Obviously @Priority wants to avoid the use of phosgene.

I am unclear about whether or not this is a paper exercise for Prioruty or whether or not he wants to actually prepare ethyl centralite, and if so, on what scale?

There are safe alternatives to phosgene such as the solid reagent "triphosgene" which is readily prepared by the UV chlorination of dimethyl carbonate. It is commercially available but expensive. Better to make your own. It reacts like phosgene but slower, and is non-volatile.

For alternative preparative routes to various centralite derivatives, none directly involving phosgenation, the attached paper is very helpful.

Its methods might be modified to prepare centralite itself.

SYNTHESIS OF CERTAIN ETHYL, PHENYL, AND NITROPHENYL DERIVATIVES OF UREA2
PHILIP E. WILCOX, W. A. SCHROEDER
J. Org. Chem.; 1950; 15(5); 944-949. DOI: 10.1021/jo01151a004

Other suggestions:

Stepwise alkylation of sym-diphenylurea with ethyl iodide, diethyl sulfate, or triethyl phosphite.
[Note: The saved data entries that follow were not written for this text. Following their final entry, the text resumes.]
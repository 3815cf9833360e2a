//! Operators for condition leaves and groups

use crate::error::CoreError;
use serde::{Deserialize, Serialize};
use std::fmt;
use std::str::FromStr;

/// Leaf predicate operators
#[derive(Debug, Clone, Copy, PartialEq, Eq, Hash, PartialOrd, Ord, Serialize, Deserialize)]
#[serde(try_from = "String", into = "String")]
pub enum Operator {
    // Equality
    /// Equal (or membership when the value is a list)
    Eq,
    /// Not equal (or non-membership when the value is a list)
    Neq,

    // Ordering
    /// Less than
    Lt,
    /// Less than or equal
    Lte,
    /// Greater than
    Gt,
    /// Greater than or equal
    Gte,

    // Presence
    /// Field present and non-null
    Exists,
    /// Field absent or null
    NotExists,

    // String / array operators
    /// Substring match for strings, membership for arrays
    Contains,
    /// Negation of contains
    NotContains,
    /// String prefix
    StartsWith,
    /// String suffix
    EndsWith,

    // Membership
    /// Field value is in the supplied list
    InList,
    /// Field value is not in the supplied list
    NotInList,
    /// Array field contains the supplied scalar
    ListContains,
    /// Array field shares at least one element with the supplied list
    ListContainsAny,
}

impl Operator {
    /// Every operator, in declaration order
    pub const ALL: [Operator; 16] = [
        Operator::Eq,
        Operator::Neq,
        Operator::Lt,
        Operator::Lte,
        Operator::Gt,
        Operator::Gte,
        Operator::Exists,
        Operator::NotExists,
        Operator::Contains,
        Operator::NotContains,
        Operator::StartsWith,
        Operator::EndsWith,
        Operator::InList,
        Operator::NotInList,
        Operator::ListContains,
        Operator::ListContainsAny,
    ];

    /// Wire name of the operator
    pub fn as_str(&self) -> &'static str {
        match self {
            Operator::Eq => "eq",
            Operator::Neq => "neq",
            Operator::Lt => "lt",
            Operator::Lte => "lte",
            Operator::Gt => "gt",
            Operator::Gte => "gte",
            Operator::Exists => "exists",
            Operator::NotExists => "not_exists",
            Operator::Contains => "contains",
            Operator::NotContains => "not_contains",
            Operator::StartsWith => "starts_with",
            Operator::EndsWith => "ends_with",
            Operator::InList => "in_list",
            Operator::NotInList => "not_in_list",
            Operator::ListContains => "list_contains",
            Operator::ListContainsAny => "list_contains_any",
        }
    }

    /// Returns false only for the presence operators
    pub fn requires_value(&self) -> bool {
        !matches!(self, Operator::Exists | Operator::NotExists)
    }

    /// Returns true if the operand must be a list
    pub fn requires_list(&self) -> bool {
        matches!(
            self,
            Operator::InList | Operator::NotInList | Operator::ListContainsAny
        )
    }

    /// Returns true if this is an ordering comparison
    pub fn is_ordering(&self) -> bool {
        matches!(
            self,
            Operator::Lt | Operator::Lte | Operator::Gt | Operator::Gte
        )
    }
}

impl fmt::Display for Operator {
    fn fmt(&self, f: &mut fmt::Formatter<'_>) -> fmt::Result {
        f.write_str(self.as_str())
    }
}

impl FromStr for Operator {
    type Err = CoreError;

    fn from_str(s: &str) -> Result<Self, Self::Err> {
        Operator::ALL
            .iter()
            .copied()
            .find(|op| op.as_str() == s.trim())
            .ok_or_else(|| CoreError::UnsupportedOperator(s.to_string()))
    }
}

impl TryFrom<String> for Operator {
    type Error = CoreError;

    fn try_from(value: String) -> Result<Self, Self::Error> {
        value.parse()
    }
}

impl From<Operator> for String {
    fn from(op: Operator) -> Self {
        op.as_str().to_string()
    }
}

/// Boolean combinator for condition groups
#[derive(Debug, Clone, Copy, PartialEq, Eq, Hash, Serialize, Deserialize)]
#[serde(rename_all = "lowercase")]
pub enum GroupOperator {
    And,
    Or,
}

impl GroupOperator {
    pub fn as_str(&self) -> &'static str {
        match self {
            GroupOperator::And => "and",
            GroupOperator::Or => "or",
        }
    }

    /// SQL keyword joining the children of the group
    pub fn sql_keyword(&self) -> &'static str {
        match self {
            GroupOperator::And => "AND",
            GroupOperator::Or => "OR",
        }
    }
}

impl FromStr for GroupOperator {
    type Err = CoreError;

    fn from_str(s: &str) -> Result<Self, Self::Err> {
        match s.trim().to_ascii_lowercase().as_str() {
            "and" => Ok(GroupOperator::And),
            "or" => Ok(GroupOperator::Or),
            other => Err(CoreError::UnsupportedOperator(other.to_string())),
        }
    }
}

#[cfg(test)]
mod tests {
    use super::*;

    #[test]
    fn test_operator_round_trips_through_names() {
        for op in Operator::ALL {
            assert_eq!(op.as_str().parse::<Operator>().unwrap(), op);
        }
    }

    #[test]
    fn test_unknown_operator_is_unsupported() {
        let err = "regex".parse::<Operator>().unwrap_err();
        assert_eq!(err, CoreError::UnsupportedOperator("regex".to_string()));
    }

    #[test]
    fn test_operator_value_requirements() {
        assert!(!Operator::Exists.requires_value());
        assert!(!Operator::NotExists.requires_value());
        assert!(Operator::Eq.requires_value());
        assert!(Operator::InList.requires_list());
        assert!(Operator::ListContainsAny.requires_list());
        assert!(!Operator::ListContains.requires_list());
    }

    #[test]
    fn test_operator_serde_names() {
        let json = serde_json::to_string(&Operator::NotInList).unwrap();
        assert_eq!(json, "\"not_in_list\"");
        let op: Operator = serde_json::from_str("\"starts_with\"").unwrap();
        assert_eq!(op, Operator::StartsWith);
        assert!(serde_json::from_str::<Operator>("\"between\"").is_err());
    }

    #[test]
    fn test_group_operator_parse() {
        assert_eq!("AND".parse::<GroupOperator>().unwrap(), GroupOperator::And);
        assert_eq!(GroupOperator::Or.sql_keyword(), "OR");
        assert!("xor".parse::<GroupOperator>().is_err());
    }
}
Example of the use of modified method of the JOC paper:

Prepare ethyl isocyanate by method in footnote 4 (diethyl sulfate, KOCN, potassium carbonate heated together cautiously.) I will obtain the Ber. reference.

React ethyl isocyanate with N-ethylaniline to obtain i,3-diethyl-1-phenylurea.

Alkylate that product with your choice of ethylating reagent to obtain the ethyl centralite.

By now you probably can see why phosgenation of N-ethylaniline is the industrial method.

Ethyl centralite is a common chemical commodity used as a modifier for propellants and as a plasticizer, mostly for cellulose.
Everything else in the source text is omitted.